Conforming loan limits will increase at a slower pace next year, mirroring home prices

The baseline conforming loan limit for mortgages backed by Fannie Mae and Freddie Mac in 2024 will be $766,550, up 5.5% compared to the current limit of $726,200, the Federal Housing Finance Agency (FHFA) announced Tuesday.

Conforming loan limits are increasing at a slower pace overall, mirroring home prices. 

That’s because the FHFA’s conforming loan limit increase is based on a formula related to home-price data in the third quarter of each year. The regulator compares home prices year over year and adjusts the limit by the corresponding amount. 

In 2022, the housing market was a little hotter than this year due to lower mortgage rates, pushing home prices up. Ultimately, the FHFA announced a 12.21% increase in loan limits for 2023. Moreover, for the first time, the federal government backed mortgages north of $1 million.

However, home prices increased 5.56% on average between the third quarters of 2022 and 2023. This is why the baseline conforming loan limit is going up in 2024 by the same percentage, the FHFA said in a statement. 

The conforming loan limit increase will help buyers more easily finance one-unit homes at the higher end of the price scale. These loans would normally end at the jumbo market, which is dominated by banks.
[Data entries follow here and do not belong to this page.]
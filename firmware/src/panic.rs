use core::panic::PanicInfo;

#[panic_handler]
fn panic(info: &PanicInfo) -> ! {
    let message = info.message();
    match info.location() {
        Some(location) => defmt::error!(
            "PANIC at {}:{}: {}",
            location.file(),
            location.line(),
            defmt::Display2Format(&message)
        ),
        None => defmt::error!("PANIC: {}", defmt::Display2Format(&message)),
    }
    cortex_m::asm::udf();
}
However, depositaries will be challenged by increased capital requirements in the coming years. 

New conforming limits also reignite further debate about whether the government should be backing mortgages as high as $1 million. 

For areas in which 115% of the local median home value exceeds the baseline conforming loan limit value, the Housing and Economic Recovery Act (HERA) establishes the ceiling at 150% of the baseline limit. Ultimately, the new ceiling loan limit for one-unit properties will be $1,149,825.
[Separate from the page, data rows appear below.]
//! ADC request parameters and the hardware seams the sensor reads through.
//!
//! Firmware and emulator targets implement [`AdcSampler`] and [`PinRouter`]
//! for their concrete peripherals. The core never touches registers; it only
//! describes which pin feeds which channel and how a conversion should be
//! performed.

use core::fmt;

/// ADC input channel index as numbered by the HAL.
#[derive(Copy, Clone, Debug, Eq, PartialEq)]
#[cfg_attr(feature = "defmt", derive(defmt::Format))]
pub struct AdcChannel(u8);

impl AdcChannel {
    /// Channel sampled by the reference sensor board.
    pub const CH0: Self = Self(0);

    /// Creates a channel identifier from its raw index.
    #[must_use]
    pub const fn new(index: u8) -> Self {
        Self(index)
    }

    /// Returns the raw channel index.
    #[must_use]
    pub const fn index(self) -> u8 {
        self.0
    }
}

impl fmt::Display for AdcChannel {
    fn fmt(&self, f: &mut fmt::Formatter<'_>) -> fmt::Result {
        write!(f, "ADC{}", self.0)
    }
}

/// Physical GPIO pin identifier.
#[derive(Copy, Clone, Debug, Eq, PartialEq)]
#[cfg_attr(feature = "defmt", derive(defmt::Format))]
pub struct GpioPin(u8);

impl GpioPin {
    /// Creates a pin identifier from its raw number.
    #[must_use]
    pub const fn new(number: u8) -> Self {
        Self(number)
    }

    /// Returns the raw pin number.
    #[must_use]
    pub const fn number(self) -> u8 {
        self.0
    }
}

impl fmt::Display for GpioPin {
    fn fmt(&self, f: &mut fmt::Formatter<'_>) -> fmt::Result {
        write!(f, "GPIO{}", self.0)
    }
}

/// Binding between the sensor's analog line and the channel that samples it.
#[derive(Copy, Clone, Debug, Eq, PartialEq)]
#[cfg_attr(feature = "defmt", derive(defmt::Format))]
pub struct AnalogRoute {
    pub pin: GpioPin,
    pub channel: AdcChannel,
}

impl AnalogRoute {
    /// Sensor output wired to GPIO 7 and read on channel 0.
    pub const DEFAULT: Self = Self {
        pin: GpioPin::new(7),
        channel: AdcChannel::CH0,
    };
}

/// Number of conversions the HAL averages into a single code.
#[derive(Copy, Clone, Debug, Eq, PartialEq)]
#[cfg_attr(feature = "defmt", derive(defmt::Format))]
pub enum Equalization {
    One,
    Two,
    Four,
    Eight,
}

impl Equalization {
    /// Returns how many raw conversions make up one code.
    #[must_use]
    pub const fn sample_count(self) -> u8 {
        match self {
            Self::One => 1,
            Self::Two => 2,
            Self::Four => 4,
            Self::Eight => 8,
        }
    }

    /// Averages `sample_count` conversions produced by `convert`.
    ///
    /// Targets whose HAL cannot average in hardware use this to honour the
    /// request in software.
    ///
    /// # Errors
    ///
    /// Returns the first error reported by `convert`; the remaining
    /// conversions are skipped.
    pub fn average<E, F>(self, mut convert: F) -> Result<u16, E>
    where
        F: FnMut() -> Result<u16, E>,
    {
        let count = u32::from(self.sample_count());
        let mut sum = 0u32;
        for _ in 0..count {
            sum += u32::from(convert()?);
        }
        // The mean of u16 values always fits back into a u16.
        Ok(u16::try_from(sum / count).unwrap_or(u16::MAX))
    }
}

/// Reference/bias current selection passed through to the HAL.
#[derive(Copy, Clone, Debug, Eq, PartialEq, Default)]
#[cfg_attr(feature = "defmt", derive(defmt::Format))]
pub enum BiasCurrent {
    #[default]
    Default,
    Auto,
    Volts1v8,
    Volts3v3,
}

/// Parameters for a single blocking conversion.
#[derive(Copy, Clone, Debug, Eq, PartialEq)]
#[cfg_attr(feature = "defmt", derive(defmt::Format))]
pub struct AdcReadRequest {
    pub channel: AdcChannel,
    pub equalization: Equalization,
    pub bias: BiasCurrent,
    /// Upper bound on the conversion, in HAL ticks.
    pub timeout_ticks: u16,
}

impl AdcReadRequest {
    /// Eight-sample equalization, default bias, 0xff tick timeout on channel 0.
    pub const DEFAULT: Self = Self {
        channel: AdcChannel::CH0,
        equalization: Equalization::Eight,
        bias: BiasCurrent::Default,
        timeout_ticks: 0xff,
    };

    /// Returns a copy of this request targeting `channel`.
    #[must_use]
    pub const fn on_channel(self, channel: AdcChannel) -> Self {
        Self { channel, ..self }
    }
}

impl Default for AdcReadRequest {
    fn default() -> Self {
        Self::DEFAULT
    }
}

/// Blocking single-channel ADC access.
pub trait AdcSampler {
    /// HAL-specific failure reported for a conversion.
    type Error: fmt::Debug;

    /// Performs one (possibly equalized) conversion and returns the raw code.
    ///
    /// # Errors
    ///
    /// Returns the HAL failure when the conversion does not complete.
    fn read(&mut self, request: &AdcReadRequest) -> Result<u16, Self::Error>;
}

impl<T: AdcSampler + ?Sized> AdcSampler for &mut T {
    type Error = T::Error;

    fn read(&mut self, request: &AdcReadRequest) -> Result<u16, Self::Error> {
        T::read(self, request)
    }
}

/// Pin multiplexer used to route the sensor line into the ADC.
pub trait PinRouter {
    /// Claims the pin for GPIO use.
    fn init_pin(&mut self, pin: GpioPin);

    /// Selects the ADC alternate function and configures the pin as an input.
    fn route_to_adc(&mut self, pin: GpioPin, channel: AdcChannel);
}

/// Pin router for targets whose ADC driver configures the pin on its own.
#[derive(Copy, Clone, Debug, Default)]
pub struct NoopPinRouter;

impl NoopPinRouter {
    /// Creates a new no-op router.
    #[must_use]
    pub const fn new() -> Self {
        Self
    }
}

impl PinRouter for NoopPinRouter {
    fn init_pin(&mut self, _: GpioPin) {}

    fn route_to_adc(&mut self, _: GpioPin, _: AdcChannel) {}
}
In addition, special statutory provisions establish different loan limits for Alaska, Hawaii, Guam and the U.S. Virgin Islands. In these areas, the baseline loan limits will be $1,149,825 for one-unit properties.

Over the past seven years, the baseline loan limit for Fannie and Freddie-backed mortgages has risen by $342,450.

Before the FHFA announcement, multiple nonbank lenders raised conforming limits on agency-eligible mortgages. Amid fierce competition in a shrinking mortgage market, companies are pressured to launch new initiatives to attract wholesale brokers and land more purchase business.

But lenders have been slower to raise limits this year, though, compared with a year ago. In 2022, as rates surged and borrowers dropped out of the market, lenders raised conventional loan limits in early September — well ahead of the November FHFA announcement

This year, Rocket Mortgage first raised limits in early October, pushing the conforming ceiling to $750,000 through its wholesale division. The company was followed by rivals Guaranteed Rate, United Wholesale Mortgage and others. 

The 2008 Housing and Economic Recovery Act established a formula for increasing conforming loan limits for loans backed by Fannie Mae and Freddie Mac. The law mandated that the baseline could only rise after home prices returned to pre-recession levels. 

That condition was met eight years later, in 2016, when the FHFA increased conforming limits for the first time in a decade. The ceiling doesn’t drop even if home prices fall, but it does rise if home prices increase year over year.